Another infected body pushed through the doorway. The bitten man on the porch slid down the steps and into the yard, eyes open, mouth working. Alex put a round into his pelvis to drop the hips and followed with one to the head when it showed. He gagged and kept it down. 

"Sam—go!" he said, pushing her back another few steps. She caught her footing and started pulling sleeves, yelling, "Back! Street! Now!" People listened, at least the ones who could still hear. She'd come to break this up; she was doing it.

The duck-jacket neighbor gave Alex a look like physics had betrayed him. He lunged for the dropped shotgun, grabbed a chunk, and swung. Alex stepped in and drove the butt of his rifle into the man's sternum. The air left him. He stumbled into the grass.

"Right side!" John shouted from the window. 

Alex pivoted.
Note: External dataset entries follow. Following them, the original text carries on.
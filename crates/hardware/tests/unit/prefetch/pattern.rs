//! Delta Pattern Table Tests.
//!
//! Verifies learning from delta windows, confidence arithmetic, deterministic
//! candidate order, and the admission cap.

use ghb_core::prefetch::pattern::{DeltaPair, PatternTable};
use pretty_assertions::assert_eq;

#[test]
fn fewer_than_three_deltas_teach_nothing() {
    let mut table = PatternTable::new(None);
    table.update(&[]);
    table.update(&[64]);
    table.update(&[64, 64]);
    assert!(table.is_empty());
}

#[test]
fn every_window_is_recorded() {
    let mut table = PatternTable::new(None);
    table.update(&[1, 2, 3, 1, 2, 4]);

    let row = table.query(DeltaPair(1, 2)).unwrap();
    assert_eq!(row.total(), 2);
    assert_eq!(row.count(3), 1);
    assert_eq!(row.count(4), 1);
    assert_eq!(row.confidence(3), 50);
    assert_eq!(table.query(DeltaPair(2, 3)).unwrap().count(1), 1);
    assert_eq!(table.query(DeltaPair(3, 1)).unwrap().count(2), 1);
    assert_eq!(table.len(), 3);
}

#[test]
fn unknown_pair_is_none() {
    let table = PatternTable::new(None);
    assert!(table.query(DeltaPair(8, 8)).is_none());
}

#[test]
fn constant_stride_learns_full_confidence() {
    let mut table = PatternTable::new(None);
    table.update(&[8, 8, 8, 8, 8, 8]);
    let row = table.query(DeltaPair(8, 8)).unwrap();
    assert_eq!(row.total(), 4);
    assert_eq!(row.confidence(8), 100);
    assert_eq!(row.best_confidence(), 100);
    assert_eq!(row.distinct(), 1);
}

#[test]
fn confidence_is_integer_percentage() {
    let mut table = PatternTable::new(None);
    for next in [5, 5, 7] {
        table.observe(DeltaPair(1, 1), next);
    }
    let row = table.query(DeltaPair(1, 1)).unwrap();
    assert_eq!(row.confidence(5), 66);
    assert_eq!(row.confidence(7), 33);
    assert_eq!(row.confidence(9), 0);
    assert_eq!(row.best_confidence(), 66);
}

#[test]
fn candidates_iterate_in_ascending_delta_order() {
    let mut table = PatternTable::new(None);
    for next in [64, -128, 8, 64, -8] {
        table.observe(DeltaPair(0, 0), next);
    }
    let row = table.query(DeltaPair(0, 0)).unwrap();
    let order: Vec<i64> = row.candidates().map(|(d, _, _)| d).collect();
    assert_eq!(order, vec![-128, -8, 8, 64]);
    assert_eq!(row.candidates().last(), Some((64, 2, 40)));
}

#[test]
fn capacity_refuses_new_rows_but_known_rows_keep_learning() {
    let mut table = PatternTable::new(Some(1));
    table.observe(DeltaPair(1, 2), 3);
    table.observe(DeltaPair(4, 5), 6);
    assert_eq!(table.len(), 1);
    assert_eq!(table.refused(), 1);
    assert!(table.query(DeltaPair(4, 5)).is_none());

    table.observe(DeltaPair(1, 2), 3);
    assert_eq!(table.query(DeltaPair(1, 2)).unwrap().total(), 2);
    assert_eq!(table.refused(), 1);
}

#[test]
fn zero_capacity_learns_nothing() {
    let mut table = PatternTable::new(Some(0));
    table.update(&[1, 1, 1, 1]);
    assert!(table.is_empty());
    assert_eq!(table.refused(), 2);
}

#[test]
fn clear_resets_rows_and_refusals() {
    let mut table = PatternTable::new(Some(1));
    table.update(&[1, 2, 3, 4]);
    assert_eq!(table.refused(), 1);
    table.clear();
    assert!(table.is_empty());
    assert_eq!(table.refused(), 0);
}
The neighbor had a snub revolver in his off hand now, muzzle at Alex's ribs from ten feet. The man's eyes were blown wide. 

CRACK.

Brick a foot from the man's wrist spat dust and chips. He yelped and jerked; the revolver thudded to the walk. He clutched his hand like he'd been stung.

"Drop it!" John called, flat and dangerous. "Stay down."

For a heartbeat, everything held: the crowd, the open door, the dark hallway breathing more bodies. Devon, pale and shaking, hovered behind Samantha like a shadow that wanted to be useful. He'd sold out the truth because fear made bad math; Alex could almost forgive that. Almost.

Inside the house, something heavy dragged. Then quiet.

Alex didn't trust it.

"Back it up," he said, eyes on the doorway. "Now."